[Stored dataset items]
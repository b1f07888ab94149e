/*!
sat2d
========

**sat2d** is a 2-dimensional overlap-testing library written with the rust
programming language. It implements the Separating Axis Theorem for convex
polygons, axis-aligned boxes and circles, and reports the minimum translation
vector separating two overlapping shapes.

*/

#![deny(non_camel_case_types)]
#![deny(unused_parens)]
#![deny(non_upper_case_globals)]
#![deny(unused_results)]
#![warn(missing_docs)]
#![warn(unused_imports)]
#![allow(missing_copy_implementations)]
#![allow(clippy::module_inception)]
#![allow(clippy::manual_range_contains)] // This usually makes it way more verbose that it could be.
#![cfg_attr(not(feature = "std"), no_std)]
#![warn(unused_qualifications)]

#[cfg(all(feature = "f32", feature = "f64"))]
core::compile_error!("The `f32` and `f64` features are mutually exclusive.");

#[cfg(feature = "serde-serialize")]
#[macro_use]
extern crate serde;
#[macro_use]
extern crate approx;

pub extern crate nalgebra as na;

pub mod query;
pub mod shape;
pub mod utils;

mod real {
    /// The scalar type used throughout this crate.
    #[cfg(feature = "f64")]
    pub use f64 as Real;

    /// The scalar type used throughout this crate.
    #[cfg(feature = "f32")]
    pub use f32 as Real;
}

/// Compilation flags dependent aliases for mathematical types.
#[cfg(feature = "dim2")]
pub mod math {
    pub use super::real::*;

    /// The default tolerance used for geometric operations.
    pub const DEFAULT_EPSILON: Real = Real::EPSILON;

    /// The dimension of the space.
    pub const DIM: usize = 2;

    /// The point type.
    pub type Point = na::Point2<Real>;

    /// The vector type.
    pub type Vector = na::Vector2<Real>;

    /// The unit vector type.
    pub type UnitVector = na::UnitVector2<Real>;

    /// The rotation type.
    pub type Rotation = na::UnitComplex<Real>;
}
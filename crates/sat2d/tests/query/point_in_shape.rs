use sat2d::math::{Point, Real};
use sat2d::query::details::{point_in_circle, point_in_polygon};
use sat2d::shape::{Aabb, Circle, Polygon};

fn unit_square() -> Polygon {
    Polygon::new(
        Point::origin(),
        [
            Point::new(0.0, 0.0),
            Point::new(1.0, 0.0),
            Point::new(1.0, 1.0),
            Point::new(0.0, 1.0),
        ],
    )
}

#[test]
fn point_in_unit_square() {
    let square = unit_square();
    assert!(point_in_polygon(&Point::new(0.5, 0.5), &square));
    assert!(!point_in_polygon(&Point::new(2.0, 2.0), &square));
    assert!(!point_in_polygon(&Point::new(-0.1, 0.5), &square));
    assert!(point_in_polygon(&Point::new(0.99, 0.01), &square));
}

#[test]
fn point_in_moved_polygon() {
    let mut square = unit_square();
    square.pos = Point::new(-5.0, 3.0);
    assert!(point_in_polygon(&Point::new(-4.5, 3.5), &square));
    assert!(!point_in_polygon(&Point::new(0.5, 0.5), &square));

    let centered = Aabb::new(Point::new(-1.0, -1.0), 2.0, 2.0).to_polygon();
    let samples: [(Real, Real, bool); 4] = [
        (0.0, 0.0, true),
        (0.9, -0.9, true),
        (1.1, 0.0, false),
        (0.0, -1.5, false),
    ];
    for (x, y, inside) in samples {
        assert_eq!(point_in_polygon(&Point::new(x, y), &centered), inside);
    }
}

#[test]
fn point_in_circle_boundary() {
    let circle = Circle::new(Point::new(1.0, 1.0), 2.0);
    assert!(point_in_circle(&Point::new(1.0, 1.0), &circle));
    assert!(point_in_circle(&Point::new(3.0, 1.0), &circle));
    assert!(!point_in_circle(&Point::new(3.0, 3.0), &circle));
}
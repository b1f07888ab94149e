use crate::math::{Point, Real, Vector};
use crate::query::Response;
use crate::utils::Interval;

/// Checks whether the given axis separates two convex point sets.
///
/// Both point sets are projected onto `axis`, which must be a unit vector.
/// `a_points` are relative to `a_pos` and `b_points` to `b_pos`.
///
/// Returns `true` if `axis` is a separating axis, meaning the shapes cannot
/// intersect. Otherwise returns `false` and, if a response is given, updates its
/// containment flags and records `axis` if its overlap is the smallest found so far.
pub fn is_separating_axis(
    a_pos: &Point,
    b_pos: &Point,
    a_points: &[Point],
    b_points: &[Point],
    axis: &Vector,
    response: Option<&mut Response>,
) -> bool {
    let projected_offset = (b_pos - a_pos).dot(axis);
    let range_a = Interval::of_projection(a_points, axis);
    // Move B's range to its position relative to A.
    let range_b = Interval::of_projection(b_points, axis).translated(projected_offset);

    if range_a.is_disjoint(&range_b) {
        return true;
    }

    if let Some(response) = response {
        let overlap;

        if range_a.min() < range_b.min() {
            // A starts further left than B.
            response.a_in_b = false;

            if range_a.max() < range_b.max() {
                overlap = range_a.max() - range_b.min();
                response.b_in_a = false;
            } else {
                // B is fully inside A.
                overlap = shortest_exit(&range_a, &range_b);
            }
        } else {
            response.b_in_a = false;

            if range_a.max() > range_b.max() {
                overlap = range_a.min() - range_b.max();
                response.a_in_b = false;
            } else {
                // A is fully inside B.
                overlap = shortest_exit(&range_a, &range_b);
            }
        }

        response.record_axis(axis, overlap);
    }

    false
}

/// The signed overlap of the shortest way out when one range contains the other.
#[inline]
fn shortest_exit(range_a: &Interval, range_b: &Interval) -> Real {
    let option1 = range_a.max() - range_b.min();
    let option2 = range_b.max() - range_a.min();

    if option1 < option2 {
        option1
    } else {
        -option2
    }
}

TASK DESCRIPTION: With the data above as the source, tally the lines that include the string "inside", and give that figure alone.

SOLUTION TO THE EXERCISE: 4